### Records provided ###

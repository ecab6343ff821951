//! Error and diagnostic types

use std::path::PathBuf;

use serde::{Deserialize, Serialize};
use thiserror::Error;

/// Fatal errors that abort a lineage run
#[derive(Debug, Error, miette::Diagnostic)]
pub enum LineageError {
    #[error("input directory not found: {}", path.display())]
    #[diagnostic(
        code(sqlineage::input_not_found),
        help("check the path passed as INPUT_DIR or the `input` key in sqlineage.toml")
    )]
    InputNotFound { path: PathBuf },

    #[error("input path is not a directory: {}", path.display())]
    #[diagnostic(code(sqlineage::input_not_directory))]
    InputNotDirectory { path: PathBuf },

    #[error("failed to read {}", path.display())]
    #[diagnostic(code(sqlineage::input_unreadable))]
    InputUnreadable {
        path: PathBuf,
        #[source]
        source: std::io::Error,
    },

    #[error("invalid file pattern '{pattern}'")]
    #[diagnostic(code(sqlineage::invalid_pattern))]
    InvalidPattern {
        pattern: String,
        #[source]
        source: glob::PatternError,
    },

    #[error("failed to write lineage file {}", path.display())]
    #[diagnostic(code(sqlineage::export))]
    Export {
        path: PathBuf,
        #[source]
        source: std::io::Error,
    },

    #[error("failed to encode lineage document: {0}")]
    #[diagnostic(code(sqlineage::serialize))]
    Serialize(String),

    #[error("failed to decode lineage document: {0}")]
    #[diagnostic(code(sqlineage::deserialize))]
    Deserialize(String),
}

/// Source location span
#[derive(Debug, Clone, Copy, PartialEq, Eq, Serialize, Deserialize)]
pub struct Span {
    /// Byte offset from start of source
    pub offset: usize,
    /// Length in bytes
    pub length: usize,
    /// Line number (1-indexed)
    pub line: usize,
    /// Column number (1-indexed)
    pub column: usize,
}

impl Span {
    /// Create a span for a byte range of `source`, computing line and column
    pub fn locate(source: &str, offset: usize, length: usize) -> Self {
        let (line, column) = offset_to_line_col(source, offset);
        Self {
            offset,
            length,
            line,
            column,
        }
    }
}

/// Convert byte offset to line and column (1-indexed)
pub fn offset_to_line_col(source: &str, offset: usize) -> (usize, usize) {
    let mut line = 1;
    let mut col = 1;

    for (i, ch) in source.char_indices() {
        if i >= offset {
            break;
        }
        if ch == '\n' {
            line += 1;
            col = 1;
        } else {
            col += 1;
        }
    }

    (line, col)
}

/// Diagnostic severity level
#[derive(Debug, Clone, Copy, PartialEq, Eq, Serialize, Deserialize)]
#[serde(rename_all = "lowercase")]
pub enum Severity {
    Warning,
}

/// Non-fatal condition collected during a lineage run
#[derive(Debug, Clone, Serialize, Deserialize)]
pub struct Diagnostic {
    pub kind: DiagnosticKind,
    pub severity: Severity,
    pub message: String,
    /// File the diagnostic refers to, if any
    pub source: Option<PathBuf>,
    pub span: Option<Span>,
    pub help: Option<String>,
    /// Entities involved (cycle members, duplicated entity)
    #[serde(default, skip_serializing_if = "Vec::is_empty")]
    pub entities: Vec<String>,
}

impl Diagnostic {
    pub fn warning(kind: DiagnosticKind, message: impl Into<String>) -> Self {
        Self {
            kind,
            severity: Severity::Warning,
            message: message.into(),
            source: None,
            span: None,
            help: None,
            entities: Vec::new(),
        }
    }

    pub fn with_source(mut self, source: impl Into<PathBuf>) -> Self {
        self.source = Some(source.into());
        self
    }

    pub fn with_span(mut self, span: Span) -> Self {
        self.span = Some(span);
        self
    }

    pub fn with_help(mut self, help: impl Into<String>) -> Self {
        self.help = Some(help.into());
        self
    }

    pub fn with_entities(mut self, entities: Vec<String>) -> Self {
        self.entities = entities;
        self
    }

    /// Get the diagnostic code string (e.g., "W0001")
    pub fn code(&self) -> &'static str {
        self.kind.code()
    }
}

/// Types of diagnostics
#[derive(Debug, Clone, Copy, PartialEq, Eq, Hash, Serialize, Deserialize)]
pub enum DiagnosticKind {
    /// W0001: Statement could not be isolated into name and body
    ParseWarning,
    /// W0002: Dependency cycle in the lineage graph
    CycleWarning,
    /// W0003: No entities were extracted
    EmptyResult,
    /// W0004: The same entity is defined more than once
    DuplicateDefinition,
}

impl DiagnosticKind {
    pub fn code(&self) -> &'static str {
        match self {
            DiagnosticKind::ParseWarning => "W0001",
            DiagnosticKind::CycleWarning => "W0002",
            DiagnosticKind::EmptyResult => "W0003",
            DiagnosticKind::DuplicateDefinition => "W0004",
        }
    }

    pub fn name(&self) -> &'static str {
        match self {
            DiagnosticKind::ParseWarning => "parse-warning",
            DiagnosticKind::CycleWarning => "cycle",
            DiagnosticKind::EmptyResult => "empty-result",
            DiagnosticKind::DuplicateDefinition => "duplicate-definition",
        }
    }
}

#[cfg(test)]
mod tests {
    use super::*;

    #[test]
    fn test_offset_to_line_col() {
        let source = "SELECT 1;\nCREATE VIEW v AS\n  SELECT 2";
        assert_eq!(offset_to_line_col(source, 0), (1, 1));
        assert_eq!(offset_to_line_col(source, 10), (2, 1));
        assert_eq!(offset_to_line_col(source, 29), (3, 3));
    }

    #[test]
    fn test_diagnostic_code() {
        let diag = Diagnostic::warning(DiagnosticKind::CycleWarning, "cycle: a -> b -> a");
        assert_eq!(diag.code(), "W0002");
        assert_eq!(diag.severity, Severity::Warning);
    }
}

###

* Assignment
Where a line above holds the string "enum", show that line.

* Solution to the problem
pub enum LineageError {
pub enum Severity {
pub enum DiagnosticKind {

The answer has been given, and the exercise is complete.